Силы кобылы на исходе. Как и ночь. И небо вдалеке раскрашивается алыми лентами. А животина спотыкается. Припадает на колено, теряя ритм. Ведет ухом острым, когда девка осторожно треплет ее по холке. И вновь встает. Слушает.

И Заринка, помня шепот небожителя, склоняется к самой шее кобылы, чтобы снова шептать…

Слова наговора рождаются сами собой. А раньше-то она и не верила в такое. Да только животина взаправду выравнивает ход. Дышит размеренней, ускоряется. Косит глазом испуганным на всадников, а внутри – мольба. Чтоб отпустили они ее, покоя дали. И Заринка обещает кобыле покой, вот только еще бы самую малость…

Огни Огнеграда остаются позади, сменяясь дымом мелкой деревушки. Их со Святом не впускают на порог – боятся. Меняют хлеб на алтын, молока дают напиться. И снова в путь.

Только теперь кобыла другая.

Та, что вела их из Огнеграда, скоро сдохнет – Заринка ощущает это. И ей стыдно что перед животиной, что перед людьми, выменявшими уставшее животное на другое.

А Заринка снова пригибается к острому уху: шепчет, шепчет, шепчет.

Это уже потом, когда сил не остается, она падает в кольцо рук, что смыкаются перед нею.

И просыпается уже на свежем сене рядом со Святом.

Глава 5.

Изба, к которой вел тонкий след Зарининых эманаций, стояла у самой околицы места – невысокая, крепко сбитая. Из бревен крупных, сосновых. С крышей, мхом темным поросшей. А вот поставлена она давно – бревна уж перестали сочиться соком хвойным, став бурыми, словно бы их оставили с корой.
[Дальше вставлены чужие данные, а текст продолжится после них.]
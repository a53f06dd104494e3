//! Arrow schema definitions for possum classifier inference.
//!
//! The column set and ordering are fixed by the training-time schema of the
//! shipped model artifact. `case` and `Pop` are placeholder columns carried
//! only for positional compatibility; they are always zero at inference time.
//! This module is versioned alongside the artifact: if the model is retrained
//! with a different column layout, the constant changes with it.

use arrow::datatypes::{DataType, Field, Schema};

/// Feature column names in training order.
pub const FEATURE_COLUMNS: [&str; 13] = [
    "case", "site", "Pop", "sex", "hdlngth", "skullw", "totlngth", "taill", "footlgth", "earconch",
    "eye", "chest", "belly",
];

/// Schema for single-row inference batches: 13 non-nullable Float32 columns
/// in training order.
pub fn inference_schema() -> Schema {
    Schema::new(
        FEATURE_COLUMNS
            .iter()
            .map(|name| Field::new(*name, DataType::Float32, false))
            .collect::<Vec<_>>(),
    )
}

#[cfg(test)]
mod tests {
    use super::*;

    #[test]
    fn inference_schema_has_expected_fields() {
        let schema = inference_schema();
        assert_eq!(schema.fields().len(), 13);
        assert!(schema.field_with_name("case").is_ok());
        assert!(schema.field_with_name("Pop").is_ok());
        assert!(schema.field_with_name("belly").is_ok());
    }

    #[test]
    fn inference_schema_preserves_training_order() {
        let schema = inference_schema();
        for (i, name) in FEATURE_COLUMNS.iter().enumerate() {
            assert_eq!(schema.field(i).name(), name, "column {i} out of order");
        }
        // Placeholder columns sit at their trained positions.
        assert_eq!(schema.field(0).name(), "case");
        assert_eq!(schema.field(2).name(), "Pop");
    }

    #[test]
    fn inference_schema_all_float32_non_null() {
        let schema = inference_schema();
        for field in schema.fields() {
            assert_eq!(field.data_type(), &DataType::Float32);
            assert!(!field.is_nullable());
        }
    }
}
Двор подле избы был ухоженным, пусть и в зиму. Дорожка неширокая вела к самой двери, и, видно, расчищалась она от снега с завидным постоянством. Кругом подворья – забор к небу тянется ровными колышками, на которых висят жбаны глиняные.

Ворожебник вздохнул. Вспомнилось ему, что когда-то и у них так было, пока не ушел отец. Тоже вот стояла избенка небольшая с подворьем ухоженным. С забором частокольным, на котором жбанов в летнюю пору не счесть. Мамка с сестрами в ней – украшением, тятька – защитой. А потом…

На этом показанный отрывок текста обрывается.